A more realistic ABM would do at least the following.
Distinguish Agent Types
First, distinguish agent types rather than just sampling sensitivities.
A pension fund agent should have a buy rule triggered by the funded ratio dropping below a threshold. A hedge fund agent might have a leverage constraint. A central bank agent should have a balance sheet target. These are explicit policies.
Model the Order Books
Second, model the order book, not just the net position. Markets clear because someone posts a bid and someone hits an offer. The microstructure of who provides liquidity and who takes it is itself a determinant of price impact. A net buying flow of $10 billion in a deep market moves prices very little. The same flow in a thin market or during a stress period can move prices several percent.
Map Price to Behavior
Third, include the feedback from price to behavior. A 5% drop in Treasury prices triggers VaR-based de-risking at some funds and triggers buying at others (the pension example above).
The fact that the price move itself changes who is buying and selling is the heart of why markets are non-linear. The model needs to capture this.
Policy Reaction Function
Fourth, incorporate the policy reaction function. The Federal Reserve does not act mechanically based on a Taylor rule. It reacts to financial conditions, to political pressure, to its own forecasts of growth and inflation, and to the behavior of other agents. Modeling the central bank as just another agent, with its own rule set and triggers, is essential when the model is being used to study sovereign debt markets.
Map How the Agent Population Changes Over Time
And fifth, allow the agent population itself to change. Bull markets attract new entrants. Bear markets remove them.
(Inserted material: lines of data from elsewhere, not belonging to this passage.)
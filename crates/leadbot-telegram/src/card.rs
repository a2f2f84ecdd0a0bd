//! Lead card rendering.

use chrono::{DateTime, FixedOffset, NaiveTime, Offset, TimeZone, Utc};
use leadbot_models::Lead;

use crate::transport::InlineKeyboard;
use crate::workflow::controls_for;

/// Escapes text for Telegram HTML parse mode.
pub fn html_escape(s: &str) -> String {
    let mut out = String::with_capacity(s.len());
    for c in s.chars() {
        match c {
            '&' => out.push_str("&amp;"),
            '<' => out.push_str("&lt;"),
            '>' => out.push_str("&gt;"),
            '"' => out.push_str("&quot;"),
            _ => out.push(c),
        }
    }
    out
}

/// Rendered card: HTML text plus the controls valid for the lead's status.
#[derive(Debug, Clone, PartialEq, Eq)]
pub struct Card {
    pub text: String,
    pub keyboard: InlineKeyboard,
}

/// Renders lead cards with timestamps in the operators' local time.
#[derive(Debug, Clone, Copy)]
pub struct CardRenderer {
    offset: FixedOffset,
}

impl Default for CardRenderer {
    fn default() -> Self {
        Self::with_utc_offset_hours(3)
    }
}

impl CardRenderer {
    pub fn new(offset: FixedOffset) -> Self {
        Self { offset }
    }

    /// Falls back to UTC when the offset is out of range.
    pub fn with_utc_offset_hours(hours: i32) -> Self {
        let offset = hours
            .checked_mul(3600)
            .and_then(FixedOffset::east_opt)
            .unwrap_or_else(|| Utc.fix());
        Self { offset }
    }

    pub fn offset(&self) -> FixedOffset {
        self.offset
    }

    pub fn render(&self, lead: &Lead) -> Card {
        Card {
            text: self.render_text(lead),
            keyboard: controls_for(lead),
        }
    }

    pub fn render_text(&self, lead: &Lead) -> String {
        let name = if lead.name.is_empty() {
            "<i>Без имени</i>".to_string()
        } else {
            html_escape(&lead.name)
        };
        let car = if lead.car.is_empty() {
            "-".to_string()
        } else {
            html_escape(&lead.car)
        };
        let created = lead.created_at.with_timezone(&self.offset).format("%d.%m.%Y %H:%M");

        let mut text = format!(
            "🚗 <b>Заявка #{}</b>\n\
             👤 {}\n\
             📱 <code>{}</code>\n\
             🚘 {}\n\
             🕒 {}\n\
             📌 Статус: <b>{}</b>",
            lead.id,
            name,
            html_escape(&lead.phone),
            car,
            created,
            lead.status.label(),
        );
        if let Some(note) = lead.note() {
            text.push_str(&format!("\n📝 <i>{}</i>", html_escape(note)));
        }
        text
    }

    /// Start of the local day containing `now`, as a UTC instant.
    pub fn local_midnight(&self, now: DateTime<Utc>) -> DateTime<Utc> {
        let local_date = now.with_timezone(&self.offset).date_naive();
        let offset = chrono::Duration::seconds(i64::from(self.offset.local_minus_utc()));
        Utc.from_utc_datetime(&(local_date.and_time(NaiveTime::MIN) - offset))
    }
}
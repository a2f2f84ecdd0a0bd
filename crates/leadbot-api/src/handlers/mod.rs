//! API request handlers.

pub mod health;
pub mod leads;
pub mod webhook;

pub use health::*;
pub use leads::*;
pub use webhook::*;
The composition of the market in 2007 was different from the composition in 2009, which was different from 2021.
A static agent population captures dynamics within a narrow point in time. A model that allows agents to enter and exit, become bigger and smaller, evolve mandates, etc., is a step in the right direction.
What ABM Tells the Trader
Before taking a view on a market, ask:
- Who has been the dominant buyer?
- What is their motivation?
- What conditions would change their behavior?
- Who is on the other side, and at what point do they step up?
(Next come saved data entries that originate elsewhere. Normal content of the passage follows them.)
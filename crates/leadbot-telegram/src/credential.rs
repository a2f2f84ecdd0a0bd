//! Bot token resolution and the at-rest token format.
//!
//! The token is taken from plaintext configuration when present. Otherwise a
//! ciphertext (configuration value, else a file) is decrypted with a
//! passphrase. Ciphertext format:
//!
//! ```text
//! base64(IV) ":" base64(TAG) ":" base64(CIPHERTEXT)
//! ```
//!
//! AES-256-GCM with a random 12-byte IV and a 16-byte tag. The key is a single
//! SHA-256 of the passphrase, with no salt and no iterations. That is not a
//! password-hardening KDF: anyone holding the ciphertext can brute-force weak
//! passphrases offline. The format is kept bit-exact for compatibility with
//! tokens produced by the existing `encrypt-token` script.

use std::path::PathBuf;

use base64::engine::general_purpose::STANDARD;
use base64::Engine;
use ring::aead::{Aad, LessSafeKey, Nonce, UnboundKey, AES_256_GCM, NONCE_LEN};
use ring::digest::{digest, SHA256};
use ring::rand::{SecureRandom, SystemRandom};
use secrecy::{ExposeSecret, SecretString};
use tracing::debug;

use crate::error::CredentialError;

/// Authentication tag length in bytes.
pub const TAG_LEN: usize = 16;

/// Where the bot token may come from.
#[derive(Debug, Default)]
pub struct CredentialSource {
    /// Plaintext token; short-circuits everything else.
    pub token: Option<SecretString>,
    /// Ciphertext given directly in configuration.
    pub encrypted: Option<String>,
    /// Passphrase for the ciphertext.
    pub passphrase: Option<SecretString>,
    /// File holding the ciphertext, read when `encrypted` is absent.
    pub token_file: Option<PathBuf>,
}

impl CredentialSource {
    /// Source that only carries a plaintext token.
    pub fn plain(token: impl Into<String>) -> Self {
        Self {
            token: Some(SecretString::from(token.into())),
            ..Self::default()
        }
    }

    /// Resolves the token, failing closed when no path yields one.
    pub async fn resolve(&self) -> Result<SecretString, CredentialError> {
        if let Some(token) = non_blank_secret(self.token.as_ref()) {
            debug!("Using plaintext bot token");
            return Ok(SecretString::from(token.to_string()));
        }

        let encrypted = match self.encrypted.as_deref().map(str::trim).filter(|s| !s.is_empty()) {
            Some(value) => Some(value.to_string()),
            None => self.read_token_file().await?,
        };

        let (Some(encrypted), Some(passphrase)) = (encrypted, non_blank_secret(self.passphrase.as_ref())) else {
            return Err(CredentialError::Missing);
        };

        let token = decrypt_token(&encrypted, passphrase)?;
        if token.trim().is_empty() {
            return Err(CredentialError::Missing);
        }
        debug!("Bot token decrypted");
        Ok(SecretString::from(token))
    }

    async fn read_token_file(&self) -> Result<Option<String>, CredentialError> {
        let Some(path) = &self.token_file else {
            return Ok(None);
        };
        match tokio::fs::read_to_string(path).await {
            Ok(content) => {
                let content = content.trim();
                Ok((!content.is_empty()).then(|| content.to_string()))
            }
            Err(e) if e.kind() == std::io::ErrorKind::NotFound => Ok(None),
            Err(source) => Err(CredentialError::Io {
                path: path.clone(),
                source,
            }),
        }
    }
}

fn non_blank_secret(secret: Option<&SecretString>) -> Option<&str> {
    secret
        .map(|s| s.expose_secret())
        .filter(|s| !s.trim().is_empty())
}

fn derive_key(passphrase: &str) -> Result<LessSafeKey, CredentialError> {
    let hash = digest(&SHA256, passphrase.as_bytes());
    let unbound = UnboundKey::new(&AES_256_GCM, hash.as_ref()).map_err(|_| CredentialError::Encryption)?;
    Ok(LessSafeKey::new(unbound))
}

/// Encrypts a token into the `IV:TAG:CIPHERTEXT` format.
pub fn encrypt_token(token: &str, passphrase: &str) -> Result<String, CredentialError> {
    let key = derive_key(passphrase)?;

    let mut iv = [0u8; NONCE_LEN];
    SystemRandom::new()
        .fill(&mut iv)
        .map_err(|_| CredentialError::Encryption)?;

    let mut in_out = token.as_bytes().to_vec();
    let tag = key
        .seal_in_place_separate_tag(Nonce::assume_unique_for_key(iv), Aad::empty(), &mut in_out)
        .map_err(|_| CredentialError::Encryption)?;

    Ok(format!(
        "{}:{}:{}",
        STANDARD.encode(iv),
        STANDARD.encode(tag.as_ref()),
        STANDARD.encode(&in_out)
    ))
}

/// Decrypts an `IV:TAG:CIPHERTEXT` value.
pub fn decrypt_token(encrypted: &str, passphrase: &str) -> Result<String, CredentialError> {
    let mut segments = encrypted.trim().splitn(3, ':');
    let (Some(iv), Some(tag), Some(ciphertext)) = (segments.next(), segments.next(), segments.next()) else {
        return Err(CredentialError::Malformed("expected IV:TAG:CIPHERTEXT".to_string()));
    };

    let iv = decode_segment(iv, "IV")?;
    let tag = decode_segment(tag, "tag")?;
    let mut in_out = decode_segment(ciphertext, "ciphertext")?;

    if iv.len() != NONCE_LEN {
        return Err(CredentialError::Malformed(format!(
            "IV must be {NONCE_LEN} bytes, got {}",
            iv.len()
        )));
    }
    if tag.len() != TAG_LEN {
        return Err(CredentialError::Malformed(format!(
            "tag must be {TAG_LEN} bytes, got {}",
            tag.len()
        )));
    }

    let nonce = Nonce::try_assume_unique_for_key(&iv)
        .map_err(|_| CredentialError::Malformed("bad IV".to_string()))?;
    let key = derive_key(passphrase)?;

    // ring expects the tag appended to the ciphertext.
    in_out.extend_from_slice(&tag);
    let plaintext = key
        .open_in_place(nonce, Aad::empty(), &mut in_out)
        .map_err(|_| CredentialError::Authentication)?;

    String::from_utf8(plaintext.to_vec())
        .map_err(|_| CredentialError::Malformed("token is not valid UTF-8".to_string()))
}

fn decode_segment(segment: &str, name: &str) -> Result<Vec<u8>, CredentialError> {
    STANDARD
        .decode(segment.trim())
        .map_err(|e| CredentialError::Malformed(format!("{name} is not base64: {e}")))
}

#[cfg(test)]
mod tests {
    use super::*;
    use proptest::prelude::*;
    use tempfile::tempdir;

    const TOKEN: &str = "123456:ABC-DEF1234ghIkl-zyx57W2v1u123ew11";

    #[test]
    fn test_encrypted_format_shape() {
        let encrypted = encrypt_token(TOKEN, "hunter2").unwrap();
        let parts: Vec<&str> = encrypted.split(':').collect();

        assert_eq!(parts.len(), 3);
        assert_eq!(STANDARD.decode(parts[0]).unwrap().len(), 12);
        assert_eq!(STANDARD.decode(parts[1]).unwrap().len(), 16);
        assert_eq!(STANDARD.decode(parts[2]).unwrap().len(), TOKEN.len());
    }

    #[test]
    fn test_fresh_iv_per_encryption() {
        let a = encrypt_token(TOKEN, "pw").unwrap();
        let b = encrypt_token(TOKEN, "pw").unwrap();
        assert_ne!(a, b);
    }

    #[test]
    fn test_wrong_passphrase_fails_authentication() {
        let encrypted = encrypt_token(TOKEN, "right").unwrap();
        let err = decrypt_token(&encrypted, "wrong").unwrap_err();
        assert!(matches!(err, CredentialError::Authentication));
    }

    #[test]
    fn test_truncated_ciphertext_fails_authentication() {
        let encrypted = encrypt_token(TOKEN, "pw").unwrap();
        let parts: Vec<&str> = encrypted.split(':').collect();
        let mut ct = STANDARD.decode(parts[2]).unwrap();
        ct.truncate(ct.len() - 3);
        let truncated = format!("{}:{}:{}", parts[0], parts[1], STANDARD.encode(&ct));

        let err = decrypt_token(&truncated, "pw").unwrap_err();
        assert!(matches!(err, CredentialError::Authentication));
    }

    #[test]
    fn test_malformed_payloads() {
        assert!(matches!(decrypt_token("abc", "pw"), Err(CredentialError::Malformed(_))));
        assert!(matches!(decrypt_token("a:b", "pw"), Err(CredentialError::Malformed(_))));
        assert!(matches!(decrypt_token("!!:??:**", "pw"), Err(CredentialError::Malformed(_))));

        // Valid base64 but a 4-byte IV.
        let short_iv = format!("{}:{}:{}", STANDARD.encode([0u8; 4]), STANDARD.encode([0u8; 16]), "");
        assert!(matches!(decrypt_token(&short_iv, "pw"), Err(CredentialError::Malformed(_))));
    }

    #[tokio::test]
    async fn test_plaintext_short_circuits() {
        let source = CredentialSource {
            token: Some(SecretString::from("plain".to_string())),
            encrypted: Some("garbage".to_string()),
            passphrase: None,
            token_file: None,
        };
        assert_eq!(source.resolve().await.unwrap().expose_secret(), "plain");
    }

    #[tokio::test]
    async fn test_blank_plaintext_falls_through_to_ciphertext() {
        let source = CredentialSource {
            token: Some(SecretString::from("  ".to_string())),
            encrypted: Some(encrypt_token(TOKEN, "pw").unwrap()),
            passphrase: Some(SecretString::from("pw".to_string())),
            token_file: None,
        };
        assert_eq!(source.resolve().await.unwrap().expose_secret(), TOKEN);
    }

    #[tokio::test]
    async fn test_ciphertext_from_file() {
        let dir = tempdir().unwrap();
        let path = dir.path().join("encrypted.token");
        std::fs::write(&path, format!("{}\n", encrypt_token(TOKEN, "pw").unwrap())).unwrap();

        let source = CredentialSource {
            passphrase: Some(SecretString::from("pw".to_string())),
            token_file: Some(path),
            ..CredentialSource::default()
        };
        assert_eq!(source.resolve().await.unwrap().expose_secret(), TOKEN);
    }

    #[tokio::test]
    async fn test_missing_passphrase_fails_closed() {
        let source = CredentialSource {
            encrypted: Some(encrypt_token(TOKEN, "pw").unwrap()),
            ..CredentialSource::default()
        };
        assert!(matches!(source.resolve().await, Err(CredentialError::Missing)));
    }

    #[tokio::test]
    async fn test_nothing_configured() {
        let dir = tempdir().unwrap();
        let source = CredentialSource {
            passphrase: Some(SecretString::from("pw".to_string())),
            token_file: Some(dir.path().join("absent.token")),
            ..CredentialSource::default()
        };
        assert!(matches!(source.resolve().await, Err(CredentialError::Missing)));
    }

    #[tokio::test]
    async fn test_bad_passphrase_does_not_fall_back() {
        let source = CredentialSource {
            encrypted: Some(encrypt_token(TOKEN, "pw").unwrap()),
            passphrase: Some(SecretString::from("other".to_string())),
            ..CredentialSource::default()
        };
        assert!(matches!(source.resolve().await, Err(CredentialError::Authentication)));
    }

    proptest! {
        #[test]
        fn prop_roundtrip_printable_ascii(token in "[ -~]{0,80}", pass in "[ -~]{0,40}") {
            let encrypted = encrypt_token(&token, &pass).unwrap();
            prop_assert_eq!(decrypt_token(&encrypted, &pass).unwrap(), token);
        }
    }
}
- When the conditions change, what does the order book look like?
Markets that look stable on the surface can be unstable in their agent composition. A bond market held by leveraged carry traders looks the same as a bond market held by long-term reserve managers, until something forces the leveraged traders to delever. Then they look very different. The price discontinuity that follows isn’t random. It is the predictable consequence of an agent-composition shift that any ABM-aware analyst could have flagged.
Said differently: the right question is rarely “is this asset cheap?” The right question is “who owns it, why do they own it, and what would make them stop owning it?”
That’s the main value of the framework.
Conclusion
Equilibrium models are useful for thinking about long-run averages. Unfortunately, they are nearly useless for understanding what happens between now and the long run, which is where market participants actually have to operate.
ABM fills that gap. It treats the market as what it actually is: a set of motivated, heterogeneous, constrained participants whose interactions produce the prices we observe.
It refuses the convenient fiction that “the market” is a single thing with a single view. It demands specificity.
That specificity is hard. It requires data, computation, and judgment.
But the alternative is to keep using models that smooth over the very features of markets that drive returns, and to be repeatedly surprised by outcomes that any practitioner who actually knew the participants could have anticipated.
Consider every market you trade in “agent” terms. Who is buying. Who is selling. Why. How big. What changes their mind. Then, if you’re interested, build the model.